> **What the task asks**
The lines to copy are those in the records below that hold the word "together".

Stored data

-.-.-

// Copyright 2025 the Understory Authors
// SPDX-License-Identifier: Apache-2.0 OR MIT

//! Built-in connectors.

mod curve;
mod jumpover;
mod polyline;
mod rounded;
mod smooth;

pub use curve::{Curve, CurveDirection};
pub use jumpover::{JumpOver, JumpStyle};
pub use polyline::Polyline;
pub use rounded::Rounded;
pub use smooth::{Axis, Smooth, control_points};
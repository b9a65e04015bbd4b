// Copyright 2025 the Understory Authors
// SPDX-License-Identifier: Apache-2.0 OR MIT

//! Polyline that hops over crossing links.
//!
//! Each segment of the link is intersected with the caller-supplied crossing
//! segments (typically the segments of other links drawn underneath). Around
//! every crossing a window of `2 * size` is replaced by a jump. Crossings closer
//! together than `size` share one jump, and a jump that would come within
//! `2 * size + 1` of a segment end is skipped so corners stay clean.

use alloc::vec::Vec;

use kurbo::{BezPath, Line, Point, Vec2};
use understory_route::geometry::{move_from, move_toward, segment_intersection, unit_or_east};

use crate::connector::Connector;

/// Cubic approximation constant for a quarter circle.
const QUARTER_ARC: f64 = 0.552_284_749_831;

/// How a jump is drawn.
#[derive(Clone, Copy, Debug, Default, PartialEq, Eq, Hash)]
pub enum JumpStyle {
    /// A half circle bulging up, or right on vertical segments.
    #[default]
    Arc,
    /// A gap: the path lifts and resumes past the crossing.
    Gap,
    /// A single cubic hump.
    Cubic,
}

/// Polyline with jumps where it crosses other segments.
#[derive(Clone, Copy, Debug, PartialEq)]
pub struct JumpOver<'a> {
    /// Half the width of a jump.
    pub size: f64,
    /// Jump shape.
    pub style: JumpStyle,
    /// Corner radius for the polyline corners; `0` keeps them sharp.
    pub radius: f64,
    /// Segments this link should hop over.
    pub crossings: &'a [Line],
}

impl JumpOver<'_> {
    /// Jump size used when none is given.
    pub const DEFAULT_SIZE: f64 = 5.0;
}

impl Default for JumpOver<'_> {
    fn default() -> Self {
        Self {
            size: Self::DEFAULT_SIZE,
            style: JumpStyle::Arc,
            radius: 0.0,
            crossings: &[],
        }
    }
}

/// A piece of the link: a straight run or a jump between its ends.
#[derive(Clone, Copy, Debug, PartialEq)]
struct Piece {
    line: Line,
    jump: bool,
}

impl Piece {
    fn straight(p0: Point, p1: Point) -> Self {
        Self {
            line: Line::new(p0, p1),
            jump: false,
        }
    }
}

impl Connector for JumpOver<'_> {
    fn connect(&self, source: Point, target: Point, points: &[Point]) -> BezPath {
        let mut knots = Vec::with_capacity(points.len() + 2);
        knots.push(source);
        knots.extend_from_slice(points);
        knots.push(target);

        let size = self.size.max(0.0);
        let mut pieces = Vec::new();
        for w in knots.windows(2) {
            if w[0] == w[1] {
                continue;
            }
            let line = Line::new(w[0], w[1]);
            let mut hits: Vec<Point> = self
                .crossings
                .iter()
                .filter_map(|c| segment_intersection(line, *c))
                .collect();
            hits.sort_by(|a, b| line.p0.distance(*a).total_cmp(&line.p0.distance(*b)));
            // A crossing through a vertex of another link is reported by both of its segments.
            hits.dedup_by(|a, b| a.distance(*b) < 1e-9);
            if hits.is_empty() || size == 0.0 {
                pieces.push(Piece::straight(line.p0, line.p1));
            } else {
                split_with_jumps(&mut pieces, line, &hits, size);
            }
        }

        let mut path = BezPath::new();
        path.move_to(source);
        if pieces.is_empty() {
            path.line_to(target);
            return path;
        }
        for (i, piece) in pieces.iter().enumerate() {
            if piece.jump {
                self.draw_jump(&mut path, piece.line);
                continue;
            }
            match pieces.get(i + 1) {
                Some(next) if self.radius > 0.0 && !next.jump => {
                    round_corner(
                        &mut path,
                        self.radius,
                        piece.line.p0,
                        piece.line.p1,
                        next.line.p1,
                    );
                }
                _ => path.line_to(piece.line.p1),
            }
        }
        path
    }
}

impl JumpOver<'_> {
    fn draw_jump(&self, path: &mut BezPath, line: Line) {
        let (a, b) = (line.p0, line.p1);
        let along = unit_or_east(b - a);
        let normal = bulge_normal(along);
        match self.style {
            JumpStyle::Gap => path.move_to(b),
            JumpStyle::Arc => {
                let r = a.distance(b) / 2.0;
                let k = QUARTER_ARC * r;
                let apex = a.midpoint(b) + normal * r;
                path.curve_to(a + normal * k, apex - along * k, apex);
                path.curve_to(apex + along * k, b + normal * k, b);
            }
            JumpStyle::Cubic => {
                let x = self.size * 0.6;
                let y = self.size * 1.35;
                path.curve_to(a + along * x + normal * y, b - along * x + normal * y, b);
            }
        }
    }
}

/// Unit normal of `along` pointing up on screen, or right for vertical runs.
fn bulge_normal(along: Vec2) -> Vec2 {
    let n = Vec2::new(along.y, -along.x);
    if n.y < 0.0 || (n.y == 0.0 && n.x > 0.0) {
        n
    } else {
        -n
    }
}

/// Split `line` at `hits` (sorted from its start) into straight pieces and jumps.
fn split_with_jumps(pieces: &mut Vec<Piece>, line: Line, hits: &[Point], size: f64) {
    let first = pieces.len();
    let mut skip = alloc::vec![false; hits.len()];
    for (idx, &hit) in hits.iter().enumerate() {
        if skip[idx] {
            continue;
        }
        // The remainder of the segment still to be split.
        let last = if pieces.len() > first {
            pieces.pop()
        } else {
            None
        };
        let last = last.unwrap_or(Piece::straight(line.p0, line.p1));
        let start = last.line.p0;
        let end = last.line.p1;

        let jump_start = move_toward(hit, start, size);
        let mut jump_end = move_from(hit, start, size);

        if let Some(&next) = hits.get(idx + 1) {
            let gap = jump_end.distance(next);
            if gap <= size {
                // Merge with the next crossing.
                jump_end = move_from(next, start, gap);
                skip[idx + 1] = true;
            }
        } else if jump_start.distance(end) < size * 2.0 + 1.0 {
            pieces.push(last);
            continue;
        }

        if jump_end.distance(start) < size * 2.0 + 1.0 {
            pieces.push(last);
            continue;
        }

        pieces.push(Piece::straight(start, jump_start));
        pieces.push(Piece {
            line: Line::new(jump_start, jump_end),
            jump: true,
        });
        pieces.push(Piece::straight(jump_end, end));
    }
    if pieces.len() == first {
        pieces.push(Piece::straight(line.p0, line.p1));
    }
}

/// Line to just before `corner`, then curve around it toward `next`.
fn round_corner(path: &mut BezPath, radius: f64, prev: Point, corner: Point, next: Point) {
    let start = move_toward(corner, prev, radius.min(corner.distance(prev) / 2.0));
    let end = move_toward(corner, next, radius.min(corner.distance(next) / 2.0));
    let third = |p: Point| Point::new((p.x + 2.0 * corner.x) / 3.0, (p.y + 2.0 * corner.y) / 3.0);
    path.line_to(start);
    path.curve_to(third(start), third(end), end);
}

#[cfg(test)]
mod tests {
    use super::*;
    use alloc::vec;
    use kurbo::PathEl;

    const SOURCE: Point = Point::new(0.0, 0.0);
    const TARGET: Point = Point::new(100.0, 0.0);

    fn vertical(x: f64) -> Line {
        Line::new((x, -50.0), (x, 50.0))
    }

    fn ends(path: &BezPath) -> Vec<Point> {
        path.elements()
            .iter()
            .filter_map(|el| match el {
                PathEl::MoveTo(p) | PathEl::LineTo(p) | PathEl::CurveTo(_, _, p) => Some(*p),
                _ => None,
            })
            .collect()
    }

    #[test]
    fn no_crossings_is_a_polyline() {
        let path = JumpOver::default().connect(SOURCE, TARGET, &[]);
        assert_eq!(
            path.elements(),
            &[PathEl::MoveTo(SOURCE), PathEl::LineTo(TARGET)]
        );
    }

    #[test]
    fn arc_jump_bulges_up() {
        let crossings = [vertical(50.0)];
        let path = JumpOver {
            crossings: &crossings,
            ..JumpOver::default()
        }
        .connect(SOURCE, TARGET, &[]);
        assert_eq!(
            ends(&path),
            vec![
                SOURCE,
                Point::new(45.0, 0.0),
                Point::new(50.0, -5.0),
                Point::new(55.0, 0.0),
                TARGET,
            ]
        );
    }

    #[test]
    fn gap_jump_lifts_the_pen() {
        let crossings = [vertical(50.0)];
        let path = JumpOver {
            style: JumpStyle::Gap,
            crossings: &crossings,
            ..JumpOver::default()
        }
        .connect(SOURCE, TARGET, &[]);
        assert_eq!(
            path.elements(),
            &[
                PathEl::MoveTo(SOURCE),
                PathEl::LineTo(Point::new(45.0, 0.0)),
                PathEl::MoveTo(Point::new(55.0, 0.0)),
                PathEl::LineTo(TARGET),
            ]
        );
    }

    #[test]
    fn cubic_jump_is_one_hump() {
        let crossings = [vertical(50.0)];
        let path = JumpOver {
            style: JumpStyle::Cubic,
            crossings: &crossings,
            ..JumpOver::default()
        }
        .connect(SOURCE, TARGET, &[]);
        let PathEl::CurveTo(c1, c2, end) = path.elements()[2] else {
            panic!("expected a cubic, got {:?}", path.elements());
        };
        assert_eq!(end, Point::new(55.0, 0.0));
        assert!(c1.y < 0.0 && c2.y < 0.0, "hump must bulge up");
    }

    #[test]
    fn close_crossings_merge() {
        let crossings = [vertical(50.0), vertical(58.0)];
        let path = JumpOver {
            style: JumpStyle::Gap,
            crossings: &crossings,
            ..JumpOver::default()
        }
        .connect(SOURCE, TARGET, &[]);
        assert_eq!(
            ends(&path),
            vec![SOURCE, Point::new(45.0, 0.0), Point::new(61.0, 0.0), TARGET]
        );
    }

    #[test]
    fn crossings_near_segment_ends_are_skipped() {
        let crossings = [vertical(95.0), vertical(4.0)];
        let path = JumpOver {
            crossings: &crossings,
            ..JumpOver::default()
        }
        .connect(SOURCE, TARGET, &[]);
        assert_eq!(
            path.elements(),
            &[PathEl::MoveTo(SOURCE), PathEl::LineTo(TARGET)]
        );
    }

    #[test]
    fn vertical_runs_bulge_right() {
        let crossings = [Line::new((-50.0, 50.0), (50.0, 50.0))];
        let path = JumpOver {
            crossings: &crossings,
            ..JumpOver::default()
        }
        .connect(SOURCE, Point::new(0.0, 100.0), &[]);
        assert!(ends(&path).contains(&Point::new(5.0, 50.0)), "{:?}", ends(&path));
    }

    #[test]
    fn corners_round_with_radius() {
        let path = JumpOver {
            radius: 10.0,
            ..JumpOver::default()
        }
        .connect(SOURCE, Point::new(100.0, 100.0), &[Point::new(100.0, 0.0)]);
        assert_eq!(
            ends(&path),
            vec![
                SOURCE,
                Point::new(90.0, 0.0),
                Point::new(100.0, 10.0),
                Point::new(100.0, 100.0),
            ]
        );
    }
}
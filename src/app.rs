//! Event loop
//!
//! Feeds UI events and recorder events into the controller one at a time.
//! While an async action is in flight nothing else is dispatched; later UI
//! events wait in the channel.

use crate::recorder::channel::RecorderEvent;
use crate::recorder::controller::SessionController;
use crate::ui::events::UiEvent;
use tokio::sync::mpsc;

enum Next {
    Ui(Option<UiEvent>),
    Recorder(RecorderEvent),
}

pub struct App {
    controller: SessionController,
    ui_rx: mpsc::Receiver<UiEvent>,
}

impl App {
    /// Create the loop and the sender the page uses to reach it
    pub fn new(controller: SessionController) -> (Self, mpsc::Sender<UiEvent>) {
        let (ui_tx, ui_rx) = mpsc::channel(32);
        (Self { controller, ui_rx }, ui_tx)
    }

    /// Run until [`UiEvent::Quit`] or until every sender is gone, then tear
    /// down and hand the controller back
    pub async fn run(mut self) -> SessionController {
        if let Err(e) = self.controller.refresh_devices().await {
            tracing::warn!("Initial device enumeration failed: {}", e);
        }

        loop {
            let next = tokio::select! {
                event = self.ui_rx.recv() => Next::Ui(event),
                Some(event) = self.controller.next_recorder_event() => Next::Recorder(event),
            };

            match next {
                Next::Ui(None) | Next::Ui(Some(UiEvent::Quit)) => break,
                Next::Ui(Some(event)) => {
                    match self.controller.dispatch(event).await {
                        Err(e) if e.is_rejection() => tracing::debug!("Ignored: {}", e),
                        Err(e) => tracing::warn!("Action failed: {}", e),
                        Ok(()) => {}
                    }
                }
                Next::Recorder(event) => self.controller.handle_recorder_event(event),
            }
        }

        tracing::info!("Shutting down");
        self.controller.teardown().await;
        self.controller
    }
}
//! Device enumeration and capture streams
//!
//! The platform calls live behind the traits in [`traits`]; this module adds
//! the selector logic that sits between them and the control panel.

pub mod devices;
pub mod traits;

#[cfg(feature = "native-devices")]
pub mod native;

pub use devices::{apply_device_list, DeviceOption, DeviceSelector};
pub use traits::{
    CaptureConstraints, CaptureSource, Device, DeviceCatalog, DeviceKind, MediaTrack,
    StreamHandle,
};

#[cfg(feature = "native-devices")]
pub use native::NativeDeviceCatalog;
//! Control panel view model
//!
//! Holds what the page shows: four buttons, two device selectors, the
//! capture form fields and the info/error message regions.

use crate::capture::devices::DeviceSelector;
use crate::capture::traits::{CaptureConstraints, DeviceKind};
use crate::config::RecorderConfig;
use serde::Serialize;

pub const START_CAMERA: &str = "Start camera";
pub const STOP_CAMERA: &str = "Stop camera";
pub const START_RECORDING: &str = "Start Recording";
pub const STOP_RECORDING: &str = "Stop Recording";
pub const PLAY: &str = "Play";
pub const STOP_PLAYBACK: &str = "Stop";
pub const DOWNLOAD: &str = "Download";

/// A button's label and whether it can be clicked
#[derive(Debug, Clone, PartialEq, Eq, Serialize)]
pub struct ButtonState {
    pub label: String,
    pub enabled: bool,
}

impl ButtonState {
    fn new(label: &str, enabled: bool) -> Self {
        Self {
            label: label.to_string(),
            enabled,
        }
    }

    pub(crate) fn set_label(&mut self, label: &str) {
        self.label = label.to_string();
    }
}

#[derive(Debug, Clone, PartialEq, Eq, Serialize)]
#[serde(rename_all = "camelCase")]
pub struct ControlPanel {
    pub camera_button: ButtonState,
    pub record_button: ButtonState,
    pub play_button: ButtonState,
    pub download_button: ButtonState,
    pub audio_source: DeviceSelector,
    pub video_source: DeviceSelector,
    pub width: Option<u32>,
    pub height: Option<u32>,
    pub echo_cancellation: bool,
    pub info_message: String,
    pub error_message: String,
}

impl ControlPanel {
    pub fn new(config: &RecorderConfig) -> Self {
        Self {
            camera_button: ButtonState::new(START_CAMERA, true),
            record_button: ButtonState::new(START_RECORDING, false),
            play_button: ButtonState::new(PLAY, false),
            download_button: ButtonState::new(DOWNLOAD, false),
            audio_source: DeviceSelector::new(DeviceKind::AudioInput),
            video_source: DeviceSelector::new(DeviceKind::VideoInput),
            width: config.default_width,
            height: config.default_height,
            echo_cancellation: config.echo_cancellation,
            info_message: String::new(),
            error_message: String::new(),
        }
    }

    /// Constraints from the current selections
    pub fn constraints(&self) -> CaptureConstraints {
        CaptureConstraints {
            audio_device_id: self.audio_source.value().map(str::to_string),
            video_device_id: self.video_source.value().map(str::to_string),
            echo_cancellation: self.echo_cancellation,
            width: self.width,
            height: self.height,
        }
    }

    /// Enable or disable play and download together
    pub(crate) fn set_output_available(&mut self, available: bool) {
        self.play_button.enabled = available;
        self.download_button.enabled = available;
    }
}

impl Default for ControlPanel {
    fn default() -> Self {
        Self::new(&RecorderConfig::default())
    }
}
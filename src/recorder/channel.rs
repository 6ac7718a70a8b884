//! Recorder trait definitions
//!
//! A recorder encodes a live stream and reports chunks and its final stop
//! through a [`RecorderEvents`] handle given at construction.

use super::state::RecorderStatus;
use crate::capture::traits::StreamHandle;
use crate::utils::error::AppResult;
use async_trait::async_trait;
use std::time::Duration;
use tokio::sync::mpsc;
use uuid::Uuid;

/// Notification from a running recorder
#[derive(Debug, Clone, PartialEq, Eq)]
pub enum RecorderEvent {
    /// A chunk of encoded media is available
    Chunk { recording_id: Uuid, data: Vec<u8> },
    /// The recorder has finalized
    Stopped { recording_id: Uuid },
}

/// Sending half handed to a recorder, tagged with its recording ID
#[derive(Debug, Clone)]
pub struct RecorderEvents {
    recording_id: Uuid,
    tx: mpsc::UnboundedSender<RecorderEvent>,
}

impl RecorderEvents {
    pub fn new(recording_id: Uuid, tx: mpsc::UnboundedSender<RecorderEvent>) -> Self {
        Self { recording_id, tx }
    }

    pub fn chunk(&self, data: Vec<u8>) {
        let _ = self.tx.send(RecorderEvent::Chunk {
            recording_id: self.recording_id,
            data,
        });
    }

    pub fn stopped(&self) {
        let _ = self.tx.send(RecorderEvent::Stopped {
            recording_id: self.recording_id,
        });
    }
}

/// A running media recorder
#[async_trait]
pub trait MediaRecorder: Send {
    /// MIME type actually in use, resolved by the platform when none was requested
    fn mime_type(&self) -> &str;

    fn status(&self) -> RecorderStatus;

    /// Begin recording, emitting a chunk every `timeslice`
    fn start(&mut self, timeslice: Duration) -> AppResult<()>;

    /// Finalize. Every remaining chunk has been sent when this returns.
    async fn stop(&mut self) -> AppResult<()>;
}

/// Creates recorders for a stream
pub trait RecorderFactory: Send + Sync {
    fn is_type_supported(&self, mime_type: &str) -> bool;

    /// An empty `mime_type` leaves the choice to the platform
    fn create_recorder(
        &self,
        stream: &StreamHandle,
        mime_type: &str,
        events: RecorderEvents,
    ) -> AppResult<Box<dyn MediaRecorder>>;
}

-.-.-

> **Answer area**
//! together than `size` share one jump, and a jump that would come within
    /// Enable or disable play and download together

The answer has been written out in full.